Neben diesem Neuzugang sind aber als feste Konstanten Jonas Reingold (Bass), Guy Manning (Akustische Instrumente und Stimme), Theo Travis (Saxophon und Flöte) sowie Jaime Salazar (Schlagzeug) geblieben. Während die sieben Songs der ersten CD es auf Laufzeiten zwischen 3:43 und 10:13 Minuten bringen, sind der zweiten CD die Longtracks vorbehalten, denn auf ihr befinden sich lediglich zwei Stücke, die es jeweils auf mehr als 21 Minuten bringen.

Die Musik der bisherigen Alben von The Tangent besticht durch ihre vielfältige und faszinierende Mischung aus Stilen wie Elektronik, Prog-Rock, Krautrock, Jazz und Klassikrock. Dabei hat man das Gefühl, als seien die Musiker von beliebten Bands aus Vergangenheit zu einem Orchester zusammengetreten um ihre besten Eigenschaften miteinander zu vereinen. Und dieses Feeling hat auch das neue Album von The Tangent.

Das eröffnende „A Crisis In Mid Life“ klingt anfangs wie Elektronikmusik von Jean Michel Jarre mit einer Portion mehr Rhythmus, doch dann erklingt eine unwiderstehliche Passage, die Melodic-Rock pur ist. Doch sobald Andy’s Gesang zu hören ist, hat man wieder dieses typische Tangent-Feeling. Allerdings wird hier deutlich, dass die Band, ohne sich selbst zu verleugnen, weitere Sounds und Stile in ihre Musik integriert hat.
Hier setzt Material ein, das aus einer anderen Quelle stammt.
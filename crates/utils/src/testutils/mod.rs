//! Test utilities shared between crates.

pub mod asserts;
pub mod data;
Durch den Einsatz der Flöte bewegt sich der zweite Track „Lost In London (25 Years Later)“ streckenweise im Fahrwasser von Jethro Tull. Dieses mehr als siebenminütige Stück wandelt - wie auch die anderen Songs - zwischen den Welten. Neben Folk und Prog ist in ihm auch eine Portion Jazz und Canterbury zu finden.

Das mehr als zehnminütige „The Ethernet“ beginnt mit recht ungewöhnlichen Synthiesounds und hat etwas hypnotisches, obwohl ich bei diesem Song Andy’s Stimme etwas störend empfinde. Der Song vermittelt mir zunächst irgendwie die Assoziation einer leeren und kalten Szene in einem Armenviertel einer Großstadt (ohne den Text zu berücksichtigen). Irgendwie zieht einen der Sound in den Song hinein. Dieser klingt in der Tat frischer und nicht so retromäßig - trotz der Hammondorgel - wie so manch andere Sachen der Band. An der ein oder anderen Stelle blitzt dann aber doch etwas floydiges aus dem Song hervor, aber nur ganz leicht.
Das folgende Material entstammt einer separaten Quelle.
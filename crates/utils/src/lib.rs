//! Shared utilities for TwinScan crates.
//!
//! Currently this is the progress/cancellation callback seam used by
//! long-running operations, plus test helpers behind the `testutils`
//! feature.

#![forbid(unsafe_code)]

pub mod progress;

#[cfg(any(test, feature = "testutils"))]
pub mod testutils;
//! Shift-based classical text ciphers.
//!
//! These operate on ASCII letters only; everything else passes through
//! unchanged and, for the keyed cipher, does not advance the key position.

use crate::error::CryptoError;
use crate::symmetric::Direction;

/// Constant Caesar shift over ASCII letters, preserving case.
pub(crate) fn caesar(text: &str, shift: u8, direction: Direction) -> String {
    let shift = u32::from(shift % 26);
    let shift = match direction {
        Direction::Encrypt => shift,
        Direction::Decrypt => (26 - shift) % 26,
    };
    text.chars().map(|c| shift_char(c, shift)).collect()
}

/// Keyed polyalphabetic shift with an optional constant shift on top.
///
/// The per-position shift is the key letter's alphabet value plus `shift`.
/// The key position advances on letters only, so punctuation and spaces do
/// not desynchronize the key stream.
pub(crate) fn vigenere(
    text: &str,
    key: &str,
    shift: u8,
    direction: Direction,
) -> Result<String, CryptoError> {
    let key_shifts = key_shifts(key)?;
    let mut position = 0usize;
    let out = text
        .chars()
        .map(|c| {
            if c.is_ascii_alphabetic() {
                let total = (key_shifts[position % key_shifts.len()] + u32::from(shift)) % 26;
                position += 1;
                let total = match direction {
                    Direction::Encrypt => total,
                    Direction::Decrypt => (26 - total) % 26,
                };
                shift_char(c, total)
            } else {
                c
            }
        })
        .collect();
    Ok(out)
}

fn key_shifts(key: &str) -> Result<Vec<u32>, CryptoError> {
    if key.is_empty() {
        return Err(CryptoError::InvalidParameter {
            what: "key",
            reason: "polyalphabetic key must not be empty".to_string(),
        });
    }
    key.chars()
        .map(|c| {
            let c = c.to_ascii_uppercase();
            if c.is_ascii_uppercase() {
                Ok(u32::from(c as u8 - b'A'))
            } else {
                Err(CryptoError::InvalidParameter {
                    what: "key",
                    reason: format!("polyalphabetic key must be letters only, got {c:?}"),
                })
            }
        })
        .collect()
}

fn shift_char(c: char, shift: u32) -> char {
    let base = if c.is_ascii_uppercase() {
        b'A'
    } else if c.is_ascii_lowercase() {
        b'a'
    } else {
        return c;
    };
    let rotated = (u32::from(c as u8 - base) + shift) % 26;
    char::from(base + rotated as u8)
}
„Celebrity Purée“ mit seinen gerade mal 3:43 Minuten Spielzeit weist eine ganze Meng an Sounds auf, die gut proggen und rocken. In dieses kurze Stück packt Andy einen ganzen Haufan an Ideen, die auch für mehrere Songs gereicht hätten. Das folgende Titelstück weist wieder einige Neoprog-Elemente auf, indem es irgendwie zwischen Spock’s Beard und den Flower Kings mit weiteren Zutaten pendelt. Der Track gefällt mir gut, die Gitarrenpassagen im zweiten Teil des Stückes sind wirklich klasse. Nach „A Sale Of Two Souls“ bei dem Andy mit unterschiedlicher Dynamik arbeitet, endet die erste CD mit „Bat Out Of Basildon“, das mit einem startenden Motorrad, rockigen Gitarren und einem dreckigen Saxophon beginnt. Nicht nur Andy’s Gesang erinnert mich da sehr an den seligen Frank Zappa.

Der Höhepunkt ist für mich die zweite CD mit ihren beiden Longtracks, die es in sich haben. Faszinierende Synthies sowie ein gemeinsamer Gesang von Andy und Julie King lassen mich bei „Four Egos One War“ gleich auf den Tonwellen dahin gleiten. Das ist Gänsehautfeeling pur. Dieser Track hat alles, was ein guter Longtrack haben muss. Vor allem die Synthies reißen mich richtig mit. Und dem steht der zweite Song „The Full Gamot“, der wie ein Epos klingt, in nichts nach. Allein diese beiden Stücke rechtfertigen meiner Meinung nach den Kauf des Albums.

InsideOut/SPV, die ja bekannt für sehr ansprechende Ausstattungen ihrer Produktionen sind, haben auch mit dieser Veröffentlichung wieder ungewöhnliches am Start, denn es gibt die CD in verschiedenen Varianten. Neben der normalen DoppelCD erscheint das Album auch als Special Edition im Slipcase und in einer Special Edition mit einem 100seitigen Booklet, in dem die Story zum Album in sehr ansprechender Weise illustriert wurde. Eine lohnenswerte CD, in welcher Version man sie sich auch immer anschaffen mag.